Mais Total ne pouvait pas tout ignorer de l’ Erika , argumente Alexandre Faro, car le contrat de transport était assorti de clauses exceptionnelles, dites de « vetting » : droit d’expertise sur les bateaux, pour l’affréteur, et accès permanent aux informations de transport pendant toute sa durée. « Total devra expliquer ce qui l’a conduit à porter son choix sur un tel rafiot… » Et à transporter un fioul aussi salissant et toxique que du « n° 2 ». Quelles conséquences pour les 20 000 volontaires (chiffre estimé par l’Association des bénévoles de l’ Erika ) qui l’ont nettoyé pendant des semaines ?

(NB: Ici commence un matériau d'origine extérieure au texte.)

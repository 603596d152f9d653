//! Rootstar Telemetry Application
//!
//! Command-line front end for serial telemetry devices. Decodes one of the
//! six supported wire protocols and logs the resulting samples.
//!
//! # Usage
//!
//! ```bash
//! # Acquire from a device
//! rootstar-telemetry acquire --port /dev/ttyUSB0 --variant 5
//!
//! # Acquire using a config file, overriding the port
//! rootstar-telemetry acquire --config telemetry.toml --port COM3
//!
//! # Run against a simulated device
//! rootstar-telemetry simulate --variant 6 --seconds 10
//!
//! # List serial ports
//! rootstar-telemetry ports
//! ```

use std::path::PathBuf;
use std::sync::Arc;
use std::time::{Duration, Instant};

use clap::{Parser, Subcommand};
use tracing::{debug, info, warn, Level};
use tracing_subscriber::FmtSubscriber;

use rootstar_telemetry_core::ProtocolVariant;
use rootstar_telemetry_native::{
    AcquisitionConfig, AcquisitionHandle, DecodePipeline, SystemClock, TelemetrySample,
    TracingDiagnostics,
};

/// Interval between progress reports.
const REPORT_INTERVAL: Duration = Duration::from_secs(1);

/// Rootstar Telemetry Application
#[derive(Parser, Debug)]
#[command(name = "rootstar-telemetry")]
#[command(author, version, about = "Rootstar serial telemetry decoder", long_about = None)]
struct Cli {
    /// Logging verbosity level
    #[arg(short, long, default_value = "info")]
    log_level: String,

    #[command(subcommand)]
    command: Commands,
}

#[derive(Subcommand, Debug)]
enum Commands {
    /// Acquire from a serial device
    Acquire {
        /// Serial port path (e.g., /dev/ttyUSB0 or COM3)
        #[arg(short, long)]
        port: Option<String>,

        /// Baud rate
        #[arg(short, long)]
        baud: Option<u32>,

        /// Protocol variant (1-6)
        #[arg(short, long, value_parser = clap::value_parser!(u8).range(1..=6))]
        variant: Option<u8>,

        /// TOML configuration file
        #[arg(short, long)]
        config: Option<PathBuf>,

        /// Maximum channels per sample
        #[arg(long)]
        channels: Option<usize>,

        /// Stop after this many seconds (runs until the link fails otherwise)
        #[arg(long)]
        seconds: Option<u64>,
    },

    /// Decode frames from a simulated device
    Simulate {
        /// Protocol variant (1-6)
        #[arg(
            short,
            long,
            default_value = "5",
            value_parser = clap::value_parser!(u8).range(1..=6)
        )]
        variant: u8,

        /// Run time in seconds
        #[arg(short, long, default_value = "5")]
        seconds: u64,
    },

    /// List available serial ports
    Ports,
}

fn main() -> anyhow::Result<()> {
    let cli = Cli::parse();

    // Initialize logging
    let log_level = match cli.log_level.to_lowercase().as_str() {
        "trace" => Level::TRACE,
        "debug" => Level::DEBUG,
        "warn" => Level::WARN,
        "error" => Level::ERROR,
        _ => Level::INFO,
    };

    let subscriber = FmtSubscriber::builder()
        .with_max_level(log_level)
        .with_target(true)
        .with_thread_names(true)
        .with_file(false)
        .with_line_number(false)
        .finish();

    tracing::subscriber::set_global_default(subscriber)?;

    info!("Rootstar Telemetry v{}", env!("CARGO_PKG_VERSION"));

    match cli.command {
        Commands::Acquire { port, baud, variant, config, channels, seconds } => {
            let mut config = match config {
                Some(path) => AcquisitionConfig::load(path)?,
                None => AcquisitionConfig::default(),
            };
            if let Some(id) = variant {
                config.variant = ProtocolVariant::try_from(id)?;
            }
            if port.is_some() {
                config.serial.port = port;
            }
            if let Some(baud) = baud {
                config.serial.baud_rate = baud;
            }
            if channels.is_some() {
                config.output_channels = channels;
            }
            config.validate()?;
            run_acquire(&config, seconds.map(Duration::from_secs))?;
        }
        Commands::Simulate { variant, seconds } => {
            let variant = ProtocolVariant::try_from(variant)?;
            run_simulate(variant, Duration::from_secs(seconds))?;
        }
        Commands::Ports => list_ports(),
    }

    Ok(())
}

/// Build the pipeline with a callback that logs each sample.
fn build_pipeline(config: &AcquisitionConfig, clock: Arc<SystemClock>) -> DecodePipeline {
    DecodePipeline::new(
        config,
        clock,
        Box::new(TracingDiagnostics),
        Box::new(|sample: TelemetrySample| {
            debug!(
                seq = sample.sequence,
                arrival_us = sample.arrival_us,
                corrupt = sample.corrupt,
                "{:?}",
                sample.channels
            );
        }),
    )
}

/// Log progress until the worker stops or `limit` elapses, then shut down.
fn supervise(mut handle: AcquisitionHandle, limit: Option<Duration>) {
    let started = Instant::now();
    handle.start();

    loop {
        std::thread::sleep(REPORT_INTERVAL);
        let stats = handle.stats();
        info!(
            emitted = stats.frames_emitted,
            corrupt = stats.checksum_failures,
            stale = stats.stale_frames,
            timeouts = stats.timeouts,
            reconnects = stats.reconnects,
            "Acquisition progress"
        );
        if handle.status().is_finished() || limit.is_some_and(|limit| started.elapsed() >= limit) {
            break;
        }
    }

    if !handle.shutdown() {
        warn!("Acquisition thread left running");
    }
    info!(status = ?handle.status(), stats = ?handle.stats(), "Acquisition finished");
}

#[cfg(feature = "usb")]
fn run_acquire(config: &AcquisitionConfig, limit: Option<Duration>) -> anyhow::Result<()> {
    use rootstar_telemetry_native::{Reconnect, SerialTransport};

    let transport = SerialTransport::from_config(&config.serial)?;
    info!(port = transport.name(), variant = %config.variant, "Acquiring");

    let clock = Arc::new(SystemClock::new(config.wait_strategy));
    let pipeline = build_pipeline(config, clock);
    let reconnect = Reconnect {
        factory: SerialTransport::reopener(config.serial.clone()),
        policy: config.reconnect.clone(),
    };

    let handle = AcquisitionHandle::spawn(
        pipeline,
        Box::new(transport),
        Some(reconnect),
        config.join_timeout(),
    )?;
    supervise(handle, limit);
    Ok(())
}

#[cfg(not(feature = "usb"))]
fn run_acquire(_config: &AcquisitionConfig, _limit: Option<Duration>) -> anyhow::Result<()> {
    anyhow::bail!("USB support not enabled. Rebuild with --features usb")
}

fn run_simulate(variant: ProtocolVariant, duration: Duration) -> anyhow::Result<()> {
    use rootstar_telemetry_native::{synthetic_schedule, SimulatedTransport};

    info!(%variant, "Simulating device for {}s", duration.as_secs());

    let config = AcquisitionConfig::for_variant(variant);
    let clock = Arc::new(SystemClock::new(config.wait_strategy));
    // Leave the buffer empty briefly so the first frame counts as fresh
    let schedule = synthetic_schedule(variant, Duration::from_millis(50), duration);
    let transport = SimulatedTransport::with_schedule(clock.clone(), &schedule);
    info!(frames = schedule.len(), "Generated frame schedule");

    let pipeline = build_pipeline(&config, clock);
    let handle =
        AcquisitionHandle::spawn(pipeline, Box::new(transport), None, config.join_timeout())?;
    supervise(handle, Some(duration + Duration::from_millis(500)));
    Ok(())
}

fn list_ports() {
    #[cfg(feature = "usb")]
    {
        let ports = rootstar_telemetry_native::SerialTransport::list_ports();
        if ports.is_empty() {
            info!("  (none found)");
        }
        for port in ports {
            info!("  {port}");
        }
    }

    #[cfg(not(feature = "usb"))]
    warn!("USB support not enabled. Rebuild with --features usb");
}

Le fioul n° 2 est cancérogène, on l’a rapidement su lors de la catastrophe. Mais l’information a été tue par les services sanitaires par crainte d’affoler la population. En effet, plusieurs études avaient aussi conclu à une très faible probabilité de risque. D’abord parce que le fioul avait eu le temps de libérer ses composants volatiles les plus dangereux lors de sa dérive en mer, mais aussi parce que les bénévoles n’ont individuellement été exposés que quelques jours, et par contacts cutanés.

Pourtant, les récents travaux de la toxicologue Annie Pfohl-Leszkowicz (École nationale supérieure d’agronomie de Toulouse) relancent la controverse : les cuves de l’ Erika auraient surtout renfermé des dérivés lourds non étudiés précédemment, puissamment cancérogènes. « Le risque a donc été très sous-estimé, notamment lors de mises en suspension dans l’air ­ des nettoyages au jet, en milieu confiné, chaud et sans protections adéquates. »

André Cicolella (Institut national de l’environnement industriel et des risques), qui a évalué ce risque, estime que son importance, au vu des conditions d’exposition, n’est pas remis en cause par ces nouveaux éléments de toxicité.

En revanche, ils jettent une ombre nouvelle sur la nature réelle de la cargaison de l’ Erika , après l’identification par Bernard Tailliez (laboratoire Analytika), en 2000, d’un composant suspect. Fioul n° 2 ou déchets d’hydrocarbures ? Et pourquoi avoir autorisé des bénévoles, quand seuls des professionnels équipés auraient dû être envoyés ?

Aucune réponse du côté des autorités… Ni du tribunal de Paris : la polémique échappera opportunément à son examen, « car les éventuelles conséquences sanitaires ne sont a priori pas la résultante d’une action intentionnelle » , explique Alexandre Faro.